Stewart wouldn't let Clarke get open so the Hogs worked inside for Washington…or tried to. Because Fortson's bounce pass ended up in Bost's hands. State made nothing of the possession but did burn off clock so when Washington did get a jumper to drop for a three-point margin less than half-a-minute remained. Bost was fouled and while he hit just the second free chance it made for a two-score lead.

And G Phil Turner, reprising his big moment at last year's SEC Tournament, stole the inbounds pass. "We put him in to make a play and he made a huge play for us," said Stansbury. "Turner also made just one free throw at 24.2 for a 81-76 cushion. Arkansas didn't force the obvious three, settling for a drive that had to be rebounded and scored. Bost again knocked down a lone charity pitch and it was enough at 7.4 seconds to make Fortson's putback at the buzzer meaningless.

"It slowly started to go away, but we got a couple of good stops and made some shots and kept the lead," said Johnson.

If Stansbury liked how the game began more than the waning minutes, at least the finish showed his team's resilience under pressure. "We came out ready to play. If we hadn't you know what the result would have been," he said. "We missed some free throws and they made a couple of plays to make it exciting." Just not enough to spoil State's home league opener or knock them out of the West lead.
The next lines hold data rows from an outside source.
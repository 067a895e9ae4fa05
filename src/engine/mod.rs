//! The task dispatch engine: per-shard pollers, bounded processors, backoff,
//! and the cross-service task notifier.

pub mod backoff;
pub mod immediate_queue;
pub mod notifier;
pub mod processor;
pub mod state_worker;
pub mod timer_queue;

pub use immediate_queue::ImmediateTaskQueue;
pub use notifier::{HttpNotifier, InProcessNotifier, TaskNotifier};
pub use processor::{ImmediateTaskProcessor, TimerTaskProcessor};
pub use timer_queue::TimerTaskQueue;
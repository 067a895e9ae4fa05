//! Recording the outcome of an execute worker call: the decision point of the
//! per-process state machine.

use sqlx::{Postgres, Transaction};

use super::local_queue::publish_to_local_queue;
use super::{insert_state_and_immediate_task, rollback, PgProcessStore};
use crate::api_types::ThreadCloseType;
use crate::persistence::data_models::{
    encoded_object_to_bytes, ProcessExecutionStatus, StateExecutionSequenceMaps,
    StateExecutionStatus,
};
use crate::persistence::postgres::transactional;
use crate::persistence::{
    CompleteExecuteExecutionRequest, CompleteExecuteExecutionResponse, StoreError,
};

impl PgProcessStore {
    pub(crate) async fn do_complete_execute_execution(
        &self,
        request: CompleteExecuteExecutionRequest,
    ) -> Result<CompleteExecuteExecutionResponse, StoreError> {
        let mut tx = self.pool.begin().await?;
        match Self::complete_execute_tx(&mut tx, &request).await {
            Ok(response) => {
                tx.commit().await?;
                Ok(response)
            }
            Err(err) => {
                rollback(tx).await;
                Err(err)
            }
        }
    }

    async fn complete_execute_tx(
        tx: &mut Transaction<'_, Postgres>,
        request: &CompleteExecuteExecutionRequest,
    ) -> Result<CompleteExecuteExecutionResponse, StoreError> {
        let mut has_new_immediate_task = false;
        let seid = &request.state_execution_id;

        // The process row lock serializes all pending-map mutations.
        let prc_row =
            transactional::select_process_execution_for_update(tx, request.process_execution_id)
                .await?;

        // Step 1: the current state execution is done.
        transactional::update_async_state_execution_without_commands(
            tx,
            request.process_execution_id,
            &seid.state_id,
            seid.state_id_sequence,
            request.prepare.wait_until_status,
            StateExecutionStatus::Completed,
            None,
            request.prepare.previous_version,
        )
        .await?;

        // Step 2: remove it from the pending map; absence means the stored
        // map and the task stream disagree.
        let mut sequence_maps =
            StateExecutionSequenceMaps::from_bytes(&prc_row.state_execution_sequence_maps)?;
        sequence_maps.complete_state_execution(&seid.state_id, seid.state_id_sequence)?;

        // Step 3: open the decision's next states, reusing this state's info
        // blob (namespace, worker url, process type do not change).
        if !request.state_decision.next_states.is_empty() {
            has_new_immediate_task = true;
            let state_info = serde_json::to_vec(&request.prepare.info)?;

            for next in &request.state_decision.next_states {
                let state_id_sequence = sequence_maps.start_new_state_execution(&next.state_id);
                let state_input =
                    encoded_object_to_bytes(&next.state_input.clone().unwrap_or_default())?;
                insert_state_and_immediate_task(
                    tx,
                    request.process_execution_id,
                    &next.state_id,
                    state_id_sequence,
                    next.state_config.as_ref(),
                    &state_info,
                    &state_input,
                    request.task_shard_id,
                )
                .await?;
            }
        }

        // Step 4: close handling. A process already armed for graceful
        // completion finishes the moment the pending map drains, regardless
        // of this decision's close type.
        let mut status = ProcessExecutionStatus::from_i16(prc_row.status)?;
        let mut wait_to_complete = prc_row.wait_to_complete;
        let to_gracefully_complete = wait_to_complete && sequence_maps.pending_is_empty();
        let mut to_abort_running_states = false;

        if !to_gracefully_complete {
            if let Some(decision) = &request.state_decision.thread_close_decision {
                match decision.close_type {
                    ThreadCloseType::GracefulCompleteProcess => {
                        wait_to_complete = true;
                    }
                    ThreadCloseType::ForceCompleteProcess => {
                        to_abort_running_states = !sequence_maps.pending_is_empty();
                        status = ProcessExecutionStatus::Completed;
                        sequence_maps.clear_pending();
                    }
                    ThreadCloseType::ForceFailProcess => {
                        to_abort_running_states = !sequence_maps.pending_is_empty();
                        status = ProcessExecutionStatus::Failed;
                        sequence_maps.clear_pending();
                    }
                    ThreadCloseType::DeadEnd => {}
                }
            }
        }

        // a process with nothing pending is terminal: the last state closing
        // its thread (or just dead-ending) completes the process
        if status == ProcessExecutionStatus::Running && sequence_maps.pending_is_empty() {
            status = ProcessExecutionStatus::Completed;
        }

        if to_abort_running_states {
            transactional::batch_abort_running_state_executions(tx, request.process_execution_id)
                .await?;
        }

        transactional::update_process_execution(
            tx,
            request.process_execution_id,
            status,
            wait_to_complete,
            &sequence_maps.to_bytes()?,
            &prc_row.state_execution_waiting_queues,
        )
        .await?;

        // Step 5: messages published by the execute response.
        if publish_to_local_queue(
            tx,
            request.process_execution_id,
            &request.publish_to_local_queue,
        )
        .await?
        {
            has_new_immediate_task = true;
        }

        Ok(CompleteExecuteExecutionResponse {
            has_new_immediate_task,
        })
    }
}
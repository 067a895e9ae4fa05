//! Task feeds for the shard pollers: batch reads and commit-time deletes.

use uuid::Uuid;

use super::PgProcessStore;
use crate::persistence::data_models::{
    ImmediateTask, ImmediateTaskInfo, ImmediateTaskType, TimerTask, TimerTaskInfo, TimerTaskType,
};
use crate::persistence::postgres::{non_transactional, ImmediateTaskRow, TimerTaskRow};
use crate::persistence::StoreError;

impl PgProcessStore {
    pub(crate) async fn do_batch_select_immediate_tasks(
        &self,
        shard_id: i32,
        start_sequence_inclusive: i64,
        page_size: i32,
    ) -> Result<Vec<ImmediateTask>, StoreError> {
        let rows = non_transactional::batch_select_immediate_tasks(
            &self.pool,
            shard_id,
            start_sequence_inclusive,
            page_size,
        )
        .await?;
        rows.into_iter().map(immediate_task_from_row).collect()
    }

    pub(crate) async fn do_batch_delete_immediate_tasks(
        &self,
        shard_id: i32,
        min_sequence_inclusive: i64,
        max_sequence_inclusive: i64,
    ) -> Result<(), StoreError> {
        non_transactional::batch_delete_immediate_tasks(
            &self.pool,
            shard_id,
            min_sequence_inclusive,
            max_sequence_inclusive,
        )
        .await
    }

    pub(crate) async fn do_batch_select_timer_tasks(
        &self,
        shard_id: i32,
        max_fire_time_unix_seconds_inclusive: i64,
        page_size: i32,
    ) -> Result<Vec<TimerTask>, StoreError> {
        let rows = non_transactional::batch_select_timer_tasks(
            &self.pool,
            shard_id,
            max_fire_time_unix_seconds_inclusive,
            page_size,
        )
        .await?;
        rows.into_iter().map(timer_task_from_row).collect()
    }

    pub(crate) async fn do_select_timer_tasks_for_timestamps(
        &self,
        shard_id: i32,
        fire_timestamps: &[i64],
        min_sequence_inclusive: i64,
    ) -> Result<Vec<TimerTask>, StoreError> {
        let rows = non_transactional::select_timer_tasks_for_timestamps(
            &self.pool,
            shard_id,
            fire_timestamps,
            min_sequence_inclusive,
        )
        .await?;
        rows.into_iter().map(timer_task_from_row).collect()
    }

    pub(crate) async fn do_delete_timer_task(
        &self,
        shard_id: i32,
        fire_time_unix_seconds: i64,
        task_sequence: i64,
    ) -> Result<(), StoreError> {
        non_transactional::delete_timer_task(
            &self.pool,
            shard_id,
            fire_time_unix_seconds,
            task_sequence,
        )
        .await
    }
}

fn parse_process_execution_id(raw: &str) -> Result<Uuid, StoreError> {
    Uuid::parse_str(raw)
        .map_err(|err| StoreError::Corruption(format!("bad process execution id {raw}: {err}")))
}

fn immediate_task_from_row(row: ImmediateTaskRow) -> Result<ImmediateTask, StoreError> {
    let info = match row.info.as_deref() {
        None | Some([]) => ImmediateTaskInfo::default(),
        Some(bytes) => serde_json::from_slice(bytes)?,
    };
    Ok(ImmediateTask {
        shard_id: row.shard_id,
        task_sequence: Some(row.task_sequence),
        task_type: ImmediateTaskType::from_i16(row.task_type)?,
        process_execution_id: parse_process_execution_id(&row.process_execution_id)?,
        state_id: row.state_id,
        state_id_sequence: row.state_id_sequence,
        info,
    })
}

fn timer_task_from_row(row: TimerTaskRow) -> Result<TimerTask, StoreError> {
    let info = match row.info.as_deref() {
        None | Some([]) => TimerTaskInfo::default(),
        Some(bytes) => serde_json::from_slice(bytes)?,
    };
    Ok(TimerTask {
        shard_id: row.shard_id,
        fire_timestamp_seconds: row.fire_time_unix_seconds,
        task_sequence: Some(row.task_sequence),
        task_type: TimerTaskType::from_i16(row.task_type)?,
        process_execution_id: parse_process_execution_id(&row.process_execution_id)?,
        state_id: row.state_id,
        state_id_sequence: row.state_id_sequence,
        info,
    })
}
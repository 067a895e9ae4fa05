//! Recording the outcome of a wait-until worker call.

use chrono::Utc;
use sqlx::{Postgres, Transaction};
use uuid::Uuid;

use super::local_queue::{consume_local_queue_messages_tx, publish_to_local_queue};
use super::{rollback, PgProcessStore};
use crate::api_types::{CommandRequest, CommandWaitingType};
use crate::persistence::data_models::{
    command_request_to_bytes, ImmediateTaskType, ProcessExecutionStatus, StateExecutionId,
    StateExecutionStatus, StateExecutionWaitingQueues, StoredCommandResults, TimerTaskInfo,
    TimerTaskType,
};
use crate::persistence::postgres::transactional;
use crate::persistence::{
    ProcessWaitUntilExecutionRequest, ProcessWaitUntilExecutionResponse, StoreError,
};

impl PgProcessStore {
    pub(crate) async fn do_process_wait_until_execution(
        &self,
        request: ProcessWaitUntilExecutionRequest,
    ) -> Result<ProcessWaitUntilExecutionResponse, StoreError> {
        let mut tx = self.pool.begin().await?;
        match Self::process_wait_until_tx(&mut tx, &request).await {
            Ok(response) => {
                tx.commit().await?;
                Ok(response)
            }
            Err(err) => {
                rollback(tx).await;
                Err(err)
            }
        }
    }

    async fn process_wait_until_tx(
        tx: &mut Transaction<'_, Postgres>,
        request: &ProcessWaitUntilExecutionRequest,
    ) -> Result<ProcessWaitUntilExecutionResponse, StoreError> {
        let mut response = ProcessWaitUntilExecutionResponse::default();

        if request.command_request.is_empty() {
            complete_wait_until_execution(
                tx,
                request.process_execution_id,
                &request.state_execution_id,
                request.prepare.previous_version,
                request.task_shard_id,
            )
            .await?;
            response.has_new_immediate_task = true;
        } else {
            let updated = update_wait_until_execution(tx, request).await?;
            response.has_new_immediate_task = updated.has_new_immediate_task;
            response.timer_fire_timestamps = updated.timer_fire_timestamps;
        }

        if publish_to_local_queue(
            tx,
            request.process_execution_id,
            &request.publish_to_local_queue,
        )
        .await?
        {
            response.has_new_immediate_task = true;
        }

        Ok(response)
    }
}

/// Empty command request: the wait-until phase is complete, move straight to
/// the execute phase.
pub(crate) async fn complete_wait_until_execution(
    tx: &mut Transaction<'_, Postgres>,
    process_execution_id: Uuid,
    state_execution_id: &StateExecutionId,
    previous_version: i32,
    task_shard_id: i32,
) -> Result<(), StoreError> {
    transactional::update_async_state_execution_without_commands(
        tx,
        process_execution_id,
        &state_execution_id.state_id,
        state_execution_id.state_id_sequence,
        StateExecutionStatus::Completed,
        StateExecutionStatus::Running,
        None,
        previous_version,
    )
    .await?;

    transactional::insert_immediate_task(
        tx,
        task_shard_id,
        process_execution_id,
        &state_execution_id.state_id,
        state_execution_id.state_id_sequence,
        ImmediateTaskType::Execute,
        None,
    )
    .await
}

async fn update_wait_until_execution(
    tx: &mut Transaction<'_, Postgres>,
    request: &ProcessWaitUntilExecutionRequest,
) -> Result<ProcessWaitUntilExecutionResponse, StoreError> {
    let command_request = &request.command_request;
    let seid = &request.state_execution_id;
    let any_of = command_request.waiting_type == CommandWaitingType::AnyOfCompletion;

    // Step 1: register local-queue commands on the process row, under its
    // lock.
    let mut to_consume_unconsumed_messages = false;
    if !command_request.local_queue_commands.is_empty() {
        let prc_row = transactional::select_process_execution_for_update(
            tx,
            request.process_execution_id,
        )
        .await?;
        let mut queues =
            StateExecutionWaitingQueues::from_bytes(&prc_row.state_execution_waiting_queues)?;

        for (command_index, command) in command_request.local_queue_commands.iter().enumerate() {
            queues.add_command(
                seid.clone(),
                &command.queue_name,
                command_index,
                command.required_count(),
                any_of,
            );
        }

        to_consume_unconsumed_messages = queues.has_unconsumed_messages();

        transactional::update_process_execution(
            tx,
            request.process_execution_id,
            ProcessExecutionStatus::from_i16(prc_row.status)?,
            prc_row.wait_to_complete,
            &prc_row.state_execution_sequence_maps,
            &queues.to_bytes()?,
        )
        .await?;
    }

    // Step 2: persist the command request and move the state to Waiting.
    transactional::update_async_state_execution_commands(
        tx,
        request.process_execution_id,
        &seid.state_id,
        seid.state_id_sequence,
        StateExecutionStatus::Waiting,
        request.prepare.execute_status,
        &command_request_to_bytes(command_request)?,
        &StoredCommandResults::default().to_bytes()?,
        request.prepare.previous_version,
    )
    .await?;

    // Step 3: a timer task per timer command.
    let timer_fire_timestamps =
        insert_timer_command_tasks(tx, request, command_request).await?;

    // Step 4: consume messages that arrived before this state started
    // waiting.
    let mut has_new_immediate_task = false;
    if to_consume_unconsumed_messages {
        has_new_immediate_task = consume_local_queue_messages_tx(
            tx,
            request.process_execution_id,
            Vec::new(),
            request.task_shard_id,
        )
        .await?;
    }

    Ok(ProcessWaitUntilExecutionResponse {
        has_new_immediate_task,
        timer_fire_timestamps,
    })
}

async fn insert_timer_command_tasks(
    tx: &mut Transaction<'_, Postgres>,
    request: &ProcessWaitUntilExecutionRequest,
    command_request: &CommandRequest,
) -> Result<Vec<i64>, StoreError> {
    let now = Utc::now().timestamp();
    let mut fire_timestamps = Vec::with_capacity(command_request.timer_commands.len());
    for (command_index, timer) in command_request.timer_commands.iter().enumerate() {
        let fire_time = now + timer.delay_in_seconds.max(0);
        let info = serde_json::to_vec(&TimerTaskInfo {
            worker_task_backoff_info: None,
            worker_task_type: None,
            timer_command_index: Some(command_index),
        })?;
        transactional::insert_timer_task(
            tx,
            request.task_shard_id,
            fire_time,
            request.process_execution_id,
            &request.state_execution_id.state_id,
            request.state_execution_id.state_id_sequence,
            TimerTaskType::TimerCommand,
            Some(&info),
        )
        .await?;
        fire_timestamps.push(fire_time);
    }
    Ok(fire_timestamps)
}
Besides, there was history made in the Hump and more is coming as Varnado now needs 52 more blocks to set the NCAA record. His evening's effort moved him past Tim Duncan for third place on the all-time list with 484 and he goes into Saturday's afternoon home game with Georgia only eight behind Adonal Foyle for second spot.

The home crowd of 8,339 got to see the new countdown banner hanging on the inner concourse wall, marking how many more blocks Varnado requires to set the collegiate standard. "I saw that the other day and it just shows how good fans are to me," he said.

The Bulldogs-vs.-Bulldogs match tips off at 2:00.